The semantic web vision persists, but the tools and processes don't stand up to today's data chaos.
I've been a semantic web skeptic for years. SemWeb is a narrowly purposed replica of a subset of the World Wide Web. It's useful for information enrichment in certain domains, via a circumscribed set of tools. However, the SemWeb offers a vanishingly small benefit to the vast majority of businesses. The vision persists but is unachievable; the business reality of SemWeb is going pretty much nowhere.
The SemWeb dream centers on sharing linked data via the W3C's Resource Description Framework protocol. There is no question that SemWeb aspires to a worthy goal, but its tools and processes are no match for the reality of never-diminishing online, social, and enterprise data chaos. SemWeb can't keep up with the flow, even on the limited portion of the data universe that is published on the World Wide Web. We will never achieve its ideal universe of neatly marked up data, published by content producers in accordance with the prescriptive W3C standards.
More achievable is an ad-hoc, semanticized web of after-the-fact, situational markup (annotation) by content consumers and data intermediaries, including the leading Internet search engines and data brokers. The reality isn't a linked data web of interconnected resources. More real is a set of linkable data -- marked up or stored in some queryable format, selectively findable and accessible via tools -- and methods that may or may not be standardized. This has been achieved, and it is rapidly advancing, in the hands of companies that range from AlchemyAPI to ClearStory to IBM and hundreds (or perhaps thousands) of other analytics and big data startups and established firms.
As I told Jenny Zaino for her SemanticWeb.com post Good-Bye 2013:
Adoption of Linked Data and expansion of the Semantic Web [has been] far outpaced by the development of private knowledge graphs and focused search and query systems (often affording external access) from the likes of Facebook, Google, Wolfram Research, and Apple (Siri).
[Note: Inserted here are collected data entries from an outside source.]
//! Review step: read-only summary of the other steps, with edit buttons.

use super::{FieldDef, StepContent, StepDefinition, contact_details, personal_details};
use crate::types::{
    DisplayItem, FieldError, Record, ReviewSection, StepId, StepJump, Submission,
};

const JUMPS: &[StepId] = &[StepId::PersonalDetails, StepId::ContactDetails];

/// Last step of the wizard. Owns no fields; submission happens from here.
#[derive(Debug, Clone, Copy, Default)]
pub struct ReviewStep;

fn section(
    key: &str,
    title: &str,
    defs: &[FieldDef],
    record: &Record,
    jump_label: &str,
    target: StepId,
) -> ReviewSection {
    ReviewSection {
        key: key.to_string(),
        title: title.to_string(),
        items: defs
            .iter()
            .map(|def| DisplayItem {
                label: def.label.to_string(),
                value: record.get(def.name).unwrap_or_default().to_string(),
            })
            .collect(),
        jump: StepJump {
            label: jump_label.to_string(),
            target,
        },
    }
}

impl StepDefinition for ReviewStep {
    fn id(&self) -> StepId {
        StepId::Review
    }

    fn populate_surface(&self, record: &Record) -> StepContent {
        StepContent {
            fields: Vec::new(),
            sections: vec![
                section(
                    "personal_details",
                    "Personal Details",
                    personal_details::FIELDS,
                    record,
                    "Edit personal details",
                    StepId::PersonalDetails,
                ),
                section(
                    "contact_details",
                    "Contact Details",
                    contact_details::FIELDS,
                    record,
                    "Edit contact details",
                    StepId::ContactDetails,
                ),
            ],
        }
    }

    fn validate_step(&self, _submission: &Submission) -> Vec<FieldError> {
        Vec::new()
    }

    fn commit_step(&self, _submission: &Submission, _record: &mut Record) {}

    fn next_step(&self) -> Option<StepId> {
        None
    }

    fn previous_step(&self) -> Option<StepId> {
        Some(StepId::ContactDetails)
    }

    fn jumps(&self) -> &'static [StepId] {
        JUMPS
    }
}

#[cfg(test)]
mod tests {
    use super::*;
    use crate::steps::{ADDRESS, FIRST_NAME, TELEPHONE};

    fn filled_record() -> Record {
        let mut record = Record::draft("application");
        record.set(FIRST_NAME, "Jane");
        record.set(ADDRESS, "1 Main St");
        record.set(TELEPHONE, "555-0100");
        record
    }

    #[test]
    fn review_shows_address_value() {
        let content = ReviewStep.populate_surface(&filled_record());
        let contact = &content.sections[1];

        assert_eq!(contact.items[0].label, "Address");
        assert_eq!(contact.items[0].value, "1 Main St");
        assert_eq!(contact.items[1].value, "555-0100");
    }

    #[test]
    fn sections_carry_jump_targets() {
        let content = ReviewStep.populate_surface(&filled_record());
        let targets: Vec<_> = content.sections.iter().map(|s| s.jump.target).collect();
        assert_eq!(targets, JUMPS.to_vec());
        assert!(content.fields.is_empty());
    }

    #[test]
    fn review_is_always_valid_and_commits_nothing() {
        let mut values = Submission::new();
        values.insert(FIRST_NAME.to_string(), "Overwritten".to_string());
        let mut record = filled_record();

        assert!(ReviewStep.validate_step(&values).is_empty());
        ReviewStep.commit_step(&values, &mut record);
        assert_eq!(record.get(FIRST_NAME), Some("Jane"));
    }

    #[test]
    fn missing_fields_display_empty() {
        let content = ReviewStep.populate_surface(&Record::draft("application"));
        assert!(
            content
                .sections
                .iter()
                .flat_map(|s| &s.items)
                .all(|item| item.value.is_empty())
        );
    }
}
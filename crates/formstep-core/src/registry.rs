//! # Step Registry
//!
//! Lookup table from [`StepId`] to its [`StepDefinition`]. Stateless and
//! statically backed, so it is free to copy into every request.

use crate::steps::{ContactDetailsStep, PersonalDetailsStep, ReviewStep, StepDefinition};
use crate::{Record, StepId, WizardError};

static PERSONAL_DETAILS: PersonalDetailsStep = PersonalDetailsStep;
static CONTACT_DETAILS: ContactDetailsStep = ContactDetailsStep;
static REVIEW: ReviewStep = ReviewStep;

#[derive(Debug, Clone, Copy, Default)]
pub struct StepRegistry;

impl StepRegistry {
    #[must_use]
    pub fn new() -> Self {
        Self
    }

    /// The definition registered for a step.
    #[must_use]
    pub fn resolve(&self, step: StepId) -> &'static dyn StepDefinition {
        match step {
            StepId::PersonalDetails => &PERSONAL_DETAILS,
            StepId::ContactDetails => &CONTACT_DETAILS,
            StepId::Review => &REVIEW,
        }
    }

    /// Resolve a raw step key as stored in session state.
    ///
    /// Fails with `WizardError::UnknownStep` for keys outside the step set.
    pub fn resolve_key(&self, key: &str) -> Result<&'static dyn StepDefinition, WizardError> {
        let step: StepId = key.parse()?;
        Ok(self.resolve(step))
    }

    /// The first step of the chain (the one with no previous step).
    #[must_use]
    pub fn first(&self) -> StepId {
        StepId::ALL
            .into_iter()
            .find(|step| self.resolve(*step).previous_step().is_none())
            .unwrap_or(StepId::PersonalDetails)
    }

    /// The last step of the chain (the one with no next step).
    #[must_use]
    pub fn last(&self) -> StepId {
        StepId::ALL
            .into_iter()
            .find(|step| self.resolve(*step).next_step().is_none())
            .unwrap_or(StepId::Review)
    }

    /// The step a wizard enters on for the given record.
    ///
    /// Saved records are being edited and open on the last step (review);
    /// drafts start at the beginning of the chain.
    #[must_use]
    pub fn entry_for(&self, record: &Record) -> StepId {
        if record.is_saved() {
            self.last()
        } else {
            self.first()
        }
    }
}
//! # API Request/Response Types
//!
//! JSON structures for the HTTP API.

use formstep_core::{
    Action, Record, SessionToken, Submission, SubmissionResult, WizardError, WizardSurface,
    primitives::{MAX_FIELD_VALUE_LENGTH, MAX_SUBMISSION_FIELDS},
};
use serde::{Deserialize, Serialize};
use std::collections::BTreeMap;

// =============================================================================
// HEALTH RESPONSE
// =============================================================================

/// Health check response.
#[derive(Debug, Clone, Serialize, Deserialize)]
pub struct HealthResponse {
    pub status: String,
    pub version: String,
}

impl Default for HealthResponse {
    fn default() -> Self {
        Self {
            status: "ok".to_string(),
            version: env!("CARGO_PKG_VERSION").to_string(),
        }
    }
}

// =============================================================================
// NAVIGATE REQUEST
// =============================================================================

/// One navigation event posted from the wizard form.
///
/// ```json
/// { "action": "next", "values": { "field_first_name": "Jane" } }
/// { "action": { "jump": "contact_details" } }
/// ```
#[derive(Debug, Clone, Serialize, Deserialize)]
pub struct NavigateRequest {
    pub action: Action,
    #[serde(default)]
    pub values: Submission,
}

impl NavigateRequest {
    /// Bound the submission before it reaches the wizard.
    pub fn validate(&self) -> Result<(), WizardError> {
        if self.values.len() > MAX_SUBMISSION_FIELDS {
            return Err(WizardError::InvalidInput(format!(
                "Submission has {} fields, maximum is {}",
                self.values.len(),
                MAX_SUBMISSION_FIELDS
            )));
        }
        for (name, value) in &self.values {
            if name.len() > MAX_FIELD_VALUE_LENGTH || value.len() > MAX_FIELD_VALUE_LENGTH {
                return Err(WizardError::InvalidInput(format!(
                    "Field '{}' exceeds maximum {} bytes",
                    name.chars().take(64).collect::<String>(),
                    MAX_FIELD_VALUE_LENGTH
                )));
            }
        }
        Ok(())
    }
}

// =============================================================================
// WIZARD RESPONSE
// =============================================================================

/// Response for every wizard entry and navigation call.
///
/// Exactly one of `surface` and `submission` is set on success.
#[derive(Debug, Clone, Serialize, Deserialize)]
pub struct WizardResponse {
    pub success: bool,
    pub session: Option<u64>,
    pub surface: Option<WizardSurface>,
    pub submission: Option<SubmissionResult>,
    pub error: Option<String>,
}

impl WizardResponse {
    pub fn surface(session: SessionToken, surface: WizardSurface) -> Self {
        Self {
            success: true,
            session: Some(session.0),
            surface: Some(surface),
            submission: None,
            error: None,
        }
    }

    pub fn submitted(result: SubmissionResult) -> Self {
        Self {
            success: true,
            session: None,
            surface: None,
            submission: Some(result),
            error: None,
        }
    }

    /// The session ended without a submission.
    pub fn abandoned(session: SessionToken) -> Self {
        Self {
            success: true,
            session: Some(session.0),
            surface: None,
            submission: None,
            error: None,
        }
    }

    pub fn error(msg: impl Into<String>) -> Self {
        Self {
            success: false,
            session: None,
            surface: None,
            submission: None,
            error: Some(msg.into()),
        }
    }
}

// =============================================================================
// RECORD RESPONSES
// =============================================================================

/// A saved application as returned by the API.
#[derive(Debug, Clone, PartialEq, Eq, Serialize, Deserialize)]
pub struct RecordJson {
    pub id: Option<u64>,
    pub bundle: String,
    pub owner: Option<u64>,
    pub title: Option<String>,
    pub fields: BTreeMap<String, String>,
}

impl From<&Record> for RecordJson {
    fn from(record: &Record) -> Self {
        Self {
            id: record.id().map(|id| id.0),
            bundle: record.bundle().to_string(),
            owner: record.owner().map(|u| u.0),
            title: record.title().map(str::to_string),
            fields: record.fields().clone(),
        }
    }
}

/// Single record response.
#[derive(Debug, Clone, Serialize, Deserialize)]
pub struct RecordResponse {
    pub success: bool,
    pub record: Option<RecordJson>,
    pub error: Option<String>,
}

impl RecordResponse {
    pub fn found(record: &Record) -> Self {
        Self {
            success: true,
            record: Some(RecordJson::from(record)),
            error: None,
        }
    }

    pub fn error(msg: impl Into<String>) -> Self {
        Self {
            success: false,
            record: None,
            error: Some(msg.into()),
        }
    }
}

/// Record listing response.
#[derive(Debug, Clone, Serialize, Deserialize)]
pub struct RecordListResponse {
    pub success: bool,
    pub records: Vec<RecordJson>,
    pub error: Option<String>,
}

impl RecordListResponse {
    pub fn list(records: &[Record]) -> Self {
        Self {
            success: true,
            records: records.iter().map(RecordJson::from).collect(),
            error: None,
        }
    }

    pub fn error(msg: impl Into<String>) -> Self {
        Self {
            success: false,
            records: Vec::new(),
            error: Some(msg.into()),
        }
    }
}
A set of solution providers, as varied as NetBase, Digital Reasoning, and DataSift, are bringing similar capabilities, based on data mined from online, social, and enterprise sources, to government and corporate users.
The heart of an IBM Watson instance, whether applied to play Jeopardy or for medical diagnosis or customer intelligence, is a big, fat knowledge base. (Disclosure: IBM's jStart innovation program is a sponsor of the 2014 Sentiment Analysis Symposium, and Digital Reasoning is sponsoring my 2014 Text Analytics Market Study.)
A semantics-infused example of social graph connectivity on Facebook. (Source: Wikipedia).
This article was prompted by a note from the consultant David Siegel, who not only shares but also has lived my view regarding the lack of semantic web business interest. He wrote to me that his four years in "Semantic Web stuff" didn't pay off. He has now switched to management consulting. With David's permission, I'll relay his explanation.
"My goal was to be the bridge between business decision-makers and SemTech. There's still a huge gap there," he wrote. "Management seems to be lurching toward [semantic technology in] ways like via social and mobile and Google integration," but not via the semantic web. "I really thought I'd get a ton of consulting out of it, but instead I worked for four years and got two keynote speeches, nothing else. I got a TON of interest, but no paying clients, so I'm moving on."
David has shifted his focus to business agility consulting. "Agile" describes what the semantic web is not. It can't keep up with the fast rate of data production (per big data's velocity characteristic), or with the variety (another big data "V") of types, linkages, and usages (many unforeseen and unaccommodated by the data provider's chosen markup approach) of modern-world data.
The semantic web is more than 12 years old and still puttering along. From a business perspective, it is going nowhere slowly.